WHAT IS A SHORT STORY? AND CAN YOU TURN IT INTO A NOVEL?
You can't just
define it by the number of words. In my anthology THE FLOATER the
shortest short story is 513 words, the longest nearly 5000. The
accepted maximum is around 10,000 words. Beyond that it becomes wearisome -
unless you add several more elements and turn it into a novel.
Because the chief
difference between a short story and a novel is that a story covers a
single event, a single experience, a single incident or a single
revelation. There are few characters, not much conflict and no
sub-plots.
But although a
short story has fewer words, it's not necessarily easier to write.

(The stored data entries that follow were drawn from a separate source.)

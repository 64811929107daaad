//! Next-instance lookup for recurring events.
//!
//! Only ever resolves the single next instance of a template; the full
//! recurrence set is never expanded.

use chrono::{DateTime, Duration, Utc};
use chrono_tz::Tz;
use rrule::RRuleSet;

use crate::event::{EventTime, Recurrence, resolve_tz};

/// Build an iCalendar-format RRULE string for the rrule crate parser.
///
/// Dates, floating times and unknown TZIDs are pinned to `fallback` so that
/// instances land on the same instants `EventTime::to_utc` would give.
fn build_rrule_string(start: &EventTime, recurrence: &Recurrence, fallback: Tz) -> String {
    let mut lines = vec![format!("DTSTART{}", ics_time(start, fallback))];

    lines.push(format!("RRULE:{}", recurrence.rrule));

    for exdate in &recurrence.exdates {
        lines.push(format!("EXDATE{}", ics_time(exdate, fallback)));
    }

    lines.join("\n")
}

/// Property suffix (parameters + value) for a DTSTART/EXDATE line.
fn ics_time(time: &EventTime, fallback: Tz) -> String {
    match time {
        EventTime::Date(d) => {
            format!(";TZID={}:{}T000000", fallback.name(), d.format("%Y%m%d"))
        }
        EventTime::DateTimeUtc(dt) => format!(":{}", dt.format("%Y%m%dT%H%M%SZ")),
        EventTime::DateTimeFloating(dt) => {
            format!(";TZID={}:{}", fallback.name(), dt.format("%Y%m%dT%H%M%S"))
        }
        EventTime::DateTimeZoned { datetime, tzid } => format!(
            ";TZID={}:{}",
            resolve_tz(tzid, fallback).name(),
            datetime.format("%Y%m%dT%H%M%S")
        ),
    }
}

/// First instance of the recurrence starting at or after `not_before`.
///
/// Returns `None` when the rule has no further instances, or when the rule
/// cannot be evaluated at all (unparseable RRULE, unsupported combination).
pub fn next_occurrence(
    start: &EventTime,
    recurrence: &Recurrence,
    not_before: DateTime<Utc>,
    fallback: Tz,
) -> Option<DateTime<Utc>> {
    let rrule_str = build_rrule_string(start, recurrence, fallback);

    let rrule_set: RRuleSet = match rrule_str.parse() {
        Ok(set) => set,
        Err(e) => {
            tracing::debug!("Skipping unparseable recurrence '{}': {}", recurrence.rrule, e);
            return None;
        }
    };

    // Step back one second and filter ourselves, so the lower bound is
    // inclusive whichever way the crate treats `after`.
    let tz: rrule::Tz = Utc.into();
    let after = not_before
        .checked_sub_signed(Duration::seconds(1))
        .unwrap_or(not_before)
        .with_timezone(&tz);

    rrule_set
        .after(after)
        .all(2)
        .dates
        .into_iter()
        .map(|dt| dt.with_timezone(&Utc))
        .find(|dt| *dt >= not_before)
}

It's a bit like composing a poem. Every words must count, must have
significance. As for the endings! Ah, that can be the hardest task of
all. An open ending? A closed ending? All the loose ends tied up? A
full circle back to the beginning?
Here's my shortest
story, A HICCUP IN TIME:
It took Dodwell six
months to build the time machine. He had ordered it in kit form from
Taiwan and the manual, translated into a quaint form of English, had
severely taxed his limited knowledge of electronics.
His first trip had
been a near disaster, catapulting him into his own bed some twenty
years in the future.It had been disconcerting to find himself lying
beside an older Dodwell and disappointing to find that his strict
diet of sheep’s milk, yoghurt and oranges had not preserved him
from thinning hair and a paunch. He would have liked to enquire
further after his future health, but the older Dodwell’s bulging
eyes evinced such terror that he had thought it best to mutter a
quick “Sorry” and beat it for the door.
A pity about the
little blonde who had dived beneath the sheets. Had he been able to
stay longer he might have discovered her identity but at least he had
something good to look forward to.
For the time being
he would concentrate on his main interest: the great artists and
performers of the past whose autographs he so desired to collect. The
time machine was the instrument through which he would meet them in
the flesh.
His second journey
went only slightly awry. Whilst he had focussed on 1901 and the
playwright George Bernard Shaw he arrived instead in 1999, face to
face with Melvyn Bragg, a writer whose work still received occasional
mention in the more comprehensive Literary Companions of Dodswell’s
own time. Bragg had been pathetically pleased to give his autograph
to a 22nd century time traveller and Dodwell had managed
to sell it on for a few Euros on his return.
Since then he had
met many of his idols and rarely received a rebuff. Jane Austen had
been amiable and courteous, Emily Bronte abrupt and a little puzzled.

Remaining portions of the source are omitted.